The completed study, which compared Gonzalez therapy with standard chemotherapy for inoperable pancreatic cancer, was released online in 2009 in the Journal of Clinical Oncology. The researchers followed 55 patients, 23 of whom chose chemotherapy and 32 who chose Gonzalez’s treatment, which included pancreatic enzymes, nutritional supplements, “detoxification” with coffee enemas, and an “organic food” diet. At enrollment, the treatment groups had no statistically significant differences in patient characteristics, pathology, quality of life, or clinically meaningful laboratory values. When the study ended, the chemotherapy patients had a median survival of 14 months, whereas the enzyme-treated groups had a median survival of 4.3 months (the expected result for people who have no treatment). At 1 year, 56% of chemotherapy-group patients were alive, but only 16% of enzyme-therapy patients were alive. The quality-of-life ratings were also worse in the enzyme-treated group than in the chemotherapy group [3].

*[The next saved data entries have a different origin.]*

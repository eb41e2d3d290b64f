//! NTC2-PRECONFIG: TPM configuration register reconciler
//!
//! Entry point for the ntc2-preconfig application.

use ntc2_preconfig::config::{Cli, Command, ValidatedConfig, write_default_config};
use std::process::ExitCode;

mod app;
mod run;

use app::{exit_code, print_config_hint, print_usage_hint, setup_tracing};
use run::RunError;

/// Main entry point.
///
/// Excluded from coverage as it's the thin wrapper around testable components.
#[cfg(not(tarpaulin_include))]
fn main() -> ExitCode {
    let cli = Cli::parse_args();

    // Handle init subcommand
    if let Some(Command::Init { output }) = &cli.command {
        return handle_init(output);
    }

    // Load and validate configuration
    let config = match ValidatedConfig::load(&cli) {
        Ok(config) => config,
        Err(e) => {
            eprintln!("Configuration error: {e}");
            print_config_hint(&e);
            return exit_code::from_status(exit_code::CONFIG_ERROR);
        }
    };

    // Setup logging and run
    setup_tracing(config.verbose);
    tracing::debug!("{config}");

    if cli.is_show() {
        return handle_show(&config);
    }

    run_application(config)
}

/// Handles the `init` subcommand.
fn handle_init(output: &std::path::Path) -> ExitCode {
    match write_default_config(output) {
        Ok(()) => {
            println!("Configuration template written to: {}", output.display());
            exit_code::from_status(exit_code::SUCCESS)
        }
        Err(e) => {
            eprintln!("Error: {e}");
            exit_code::from_status(exit_code::CONFIG_ERROR)
        }
    }
}

/// Handles the `show` subcommand.
#[cfg(not(tarpaulin_include))]
fn handle_show(config: &ValidatedConfig) -> ExitCode {
    match run::show(&config.target) {
        Ok(registers) => {
            print!("{}", run::render_registers(&registers));
            exit_code::from_status(exit_code::SUCCESS)
        }
        Err(e) => report_error(&e),
    }
}

/// Runs one reconciliation with the given configuration.
///
/// Excluded from coverage - requires a device.
#[cfg(not(tarpaulin_include))]
fn run_application(config: ValidatedConfig) -> ExitCode {
    match run::execute(config) {
        Ok(report) => {
            print!("{}", run::render_report(&report));
            exit_code::from_status(exit_code::SUCCESS)
        }
        Err(e) => report_error(&e),
    }
}

fn report_error(error: &RunError) -> ExitCode {
    tracing::error!("{error}");
    if let RunError::Reconcile(e) = error {
        print_usage_hint(e);
    }
    exit_code::from_status(error.exit_status())
}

In July 2015, Gonzalez’s office announced that he had suddenly collapsed and died, apparently of a heart-related cause.
References
- Barrett S. Dr. Robert A. Good’s opinion of
Gonzalez’s metabolic therapy. Cancer Treatment Watch, March 29, 2015. - Moran PJ, Lubetkin L. One Man Alone: Fifty Cases Treated by the Kelley Method as presented by Nicholas Gonzalez, M.D., Dec 21, 2014.
- Chabot JA and others. Pancreatic proteolytic enzyme therapy compared with gemcitabine-based chemotherapy for the treatment of pancreatic cancer. Journal of Clinical Oncology 28:2058-2063, 2010.
This article was revised on July 24, 2015.